Cela, on le sait bien! Ce que l’on sait moins, c’est qu’à pareille époque de nombreux citoyens de la nouvelle république traversaient l’Atlantique dans le sans contraire afin de se ressourcer à Paris dans les domaines de l’art, de la médecine, de la littérature et de l’architecture. Pour la plupart, ces gens n’avaient jamais quitté leur pays. Ils ne connaissaient en1830 que les États du littoral de l’Atlantique : Maine, Massachusetts, New York, Pennsylvanie, Virginie… L’aventure parisienne ne comportait aucune garantie de succès, au contraire!
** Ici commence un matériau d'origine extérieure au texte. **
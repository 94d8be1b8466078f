//! Pixelboard SDK 入口
//!
//! 组装本地存储、远端网关、同步引擎与调度器，对外提供工作区级别的操作。

use std::collections::HashMap;
use std::sync::Arc;

use parking_lot::Mutex;
use tokio::sync::broadcast;
use tracing::{info, warn};

use crate::config::PixelboardConfig;
use crate::error::{PixelboardError, Result};
use crate::events::{EventBus, SyncEvent};
use crate::storage::entities::{new_entity_id, EntityKind, EntityRecord, Settings, Workspace};
use crate::storage::{LocalChange, StorageManager};
use crate::sync::{
    FlushOutcome, HttpRemoteGateway, ReconcileReport, RemoteGateway, SyncEngine, SyncScheduler,
};
use crate::version::version_string;
use crate::workspace::WorkspaceSession;

pub struct PixelboardSDK {
    config: PixelboardConfig,
    storage: Arc<StorageManager>,
    engine: Arc<SyncEngine>,
    scheduler: Arc<SyncScheduler>,
    sessions: Mutex<HashMap<String, Arc<WorkspaceSession>>>,
}

impl PixelboardSDK {
    /// 使用 HTTP 网关初始化
    pub async fn initialize(config: PixelboardConfig) -> Result<Self> {
        let gateway = HttpRemoteGateway::from_config(&config)?;
        Self::with_gateway(config, Arc::new(gateway)).await
    }

    /// 使用自定义网关初始化（如 `InMemoryGateway`）
    pub async fn with_gateway(config: PixelboardConfig, gateway: Arc<dyn RemoteGateway>) -> Result<Self> {
        config.validate()?;
        info!("Pixelboard SDK 初始化: {}", version_string());

        let storage = if config.memory_only {
            StorageManager::open_in_memory().await?
        } else {
            StorageManager::open(&config.data_dir).await?
        };
        let storage = Arc::new(storage);

        let engine = Arc::new(SyncEngine::new(
            storage.clone(),
            gateway,
            EventBus::default(),
            config.sync.prune_on_pull,
        ));
        let scheduler = SyncScheduler::new(engine.clone(), config.sync.clone());

        // 上次退出时未推送的修改
        let pending = storage.operation_log().count().await?;
        if pending > 0 {
            info!("发现 {} 条未推送的本地修改", pending);
            scheduler.schedule_flush();
        }

        Ok(Self {
            config,
            storage,
            engine,
            scheduler,
            sessions: Mutex::new(HashMap::new()),
        })
    }

    pub fn config(&self) -> &PixelboardConfig {
        &self.config
    }

    pub fn storage(&self) -> &Arc<StorageManager> {
        &self.storage
    }

    pub fn engine(&self) -> &Arc<SyncEngine> {
        &self.engine
    }

    pub fn scheduler(&self) -> &Arc<SyncScheduler> {
        &self.scheduler
    }

    pub fn subscribe_events(&self) -> broadcast::Receiver<SyncEvent> {
        self.engine.events().subscribe()
    }

    /// 本地新建工作区（离线可用）
    pub async fn create_workspace(&self, name: &str, settings: Settings) -> Result<Workspace> {
        if name.trim().is_empty() {
            return Err(PixelboardError::InvalidArgument("工作区名称不能为空".to_string()));
        }
        let workspace = Workspace {
            id: new_entity_id(),
            name: name.to_string(),
            settings,
            updated_at: 0,
        };
        self.storage
            .record_change(LocalChange::create(EntityRecord::Workspace(workspace.clone())))
            .await?;
        self.scheduler.schedule_flush();
        info!("新建工作区 {} ({})", workspace.name, workspace.id);
        self.storage
            .entity_store()
            .get_workspace(&workspace.id)
            .await?
            .ok_or_else(|| PixelboardError::NotFound(format!("工作区 {}", workspace.id)))
    }

    pub async fn list_workspaces(&self) -> Result<Vec<Workspace>> {
        self.storage.entity_store().list_workspaces().await
    }

    /// 删除工作区及其下所有实体
    pub async fn delete_workspace(&self, workspace_id: &str) -> Result<()> {
        let session = self.sessions.lock().remove(workspace_id);
        if let Some(session) = session {
            session.close().await;
        }

        let store = self.storage.entity_store();
        let mut changes = Vec::new();
        for kind in EntityKind::WORKSPACE_SCOPED {
            for record in store.list(kind, workspace_id).await? {
                changes.push(LocalChange::delete(kind, record.id()));
            }
        }
        changes.push(LocalChange::delete(EntityKind::Workspace, workspace_id));
        self.storage.record_changes(changes).await?;

        if let Err(e) = self.engine.state_store().forget_workspace(workspace_id).await {
            warn!("清理工作区同步记录失败 {}: {}", workspace_id, e);
        }
        self.scheduler.schedule_flush();
        info!("已删除工作区 {}", workspace_id);
        Ok(())
    }

    /// 打开工作区：本地数据立即可用，随后开始定时拉取
    pub async fn open_workspace(&self, workspace_id: &str) -> Result<Arc<WorkspaceSession>> {
        let existing = self.sessions.lock().get(workspace_id).cloned();
        if let Some(session) = existing {
            return Ok(session);
        }
        let session =
            WorkspaceSession::load(self.storage.clone(), self.scheduler.clone(), workspace_id).await?;
        self.sessions
            .lock()
            .insert(workspace_id.to_string(), session.clone());
        Ok(session)
    }

    pub async fn close_workspace(&self, workspace_id: &str) {
        let session = self.sessions.lock().remove(workspace_id);
        if let Some(session) = session {
            session.close().await;
        }
    }

    /// 跳过防抖立即推送（如网络恢复时）
    pub async fn flush_now(&self) -> Result<FlushOutcome> {
        self.scheduler.flush_now().await
    }

    /// 立即拉取一次
    pub async fn reconcile(&self, workspace_id: &str) -> Result<ReconcileReport> {
        self.engine.reconcile(workspace_id).await
    }

    pub async fn pending_count(&self) -> Result<u64> {
        self.storage.operation_log().count().await
    }

    /// 关闭所有工作区并做最后一次推送
    pub async fn shutdown(&self) -> Result<FlushOutcome> {
        let sessions: Vec<Arc<WorkspaceSession>> =
            self.sessions.lock().drain().map(|(_, s)| s).collect();
        for session in sessions {
            session.close().await;
        }
        let outcome = self.scheduler.shutdown().await?;
        if let Err(e) = self.storage.kv_store().flush().await {
            warn!("KV 落盘失败: {}", e);
        }
        info!("Pixelboard SDK 已关闭");
        Ok(outcome)
    }
}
Or, McCullough démontre qu’à partir de 1830 et tout au long du XiXe siècle, ces « pionniers » (car « Not all pioneers went west », dit-il) ont rapporté de Paris des connaissances, des techniques et une vision qui ont altéré le cours de l’histoire du pays neuf.

La liste des noms d’Américains séjournant à Paris et s’inspirant de sa beauté, de sa majesté et de son environnement intellectuel, scientifique et artistique se lit comme un Who’s Who de la culture américaine : Samuel F.B. Morse (peintre, mais ensuite inventeur du système télégraphique qui a facilité le développement de l’Ouest du continent américain et l’essor de la communication à l’échelle de la planète); James Fenimore Cooper (auteur de Last of the Mohicans, The Prairie et combien d’autres classiques de la littérature américaine), ainsi que Ralph Waldo Emerson, Mark Twain, Nathanial Hawthorne et Henry James, tous des figures de proue. Le célèbre portraitiste George P. A. Healy et le sculpteur au nom français, à cause de son père immigrant à New York, Augustus Saint-Gaudens, ont tiré profit des longues années passées à Paris pour parfaire leurs talents. L’une des seules, sinon la seule, impressionnistes américaines, Mary Cassart a pu bénéficier de son association avec Monnet, Renoir, Velasquez et Dega. Johnson Singer Sargent en est un autre qui s’épanouit à Paris.

À l’époque, rien aux États-Unis ne pouvait se comparer à l’École de médecine de Paris. On y trouvait aussi l’Hôpital des enfants malades, l’Hôpital de la charité, l’Hôtel Dieu. Elizabeth Blackwell, première femme médecin aux États-Unis vint étudier ici. Wendell Holmes se rappellerait, des années plus tard, les étudiants qui s’empilaient en arrière du chef chirurgien Baron Guillaume Dupuytren afin de le voir opérer. De tous les enseignants et praticiens des arts médicaux à Paris, au milieu du XIXe siècle, aucun ne jouissait d’autant d’estime que Pierre-Charles-Alexandre Louis. Pendant 20 ans, son influence jaillissait sur les jeunes Américains sous sa tutelle. Les Américains éduqués en médecine à Paris, Mason Warren en tête, surent mettre en application à la Harvard Medical School les leçons apprises à Paris.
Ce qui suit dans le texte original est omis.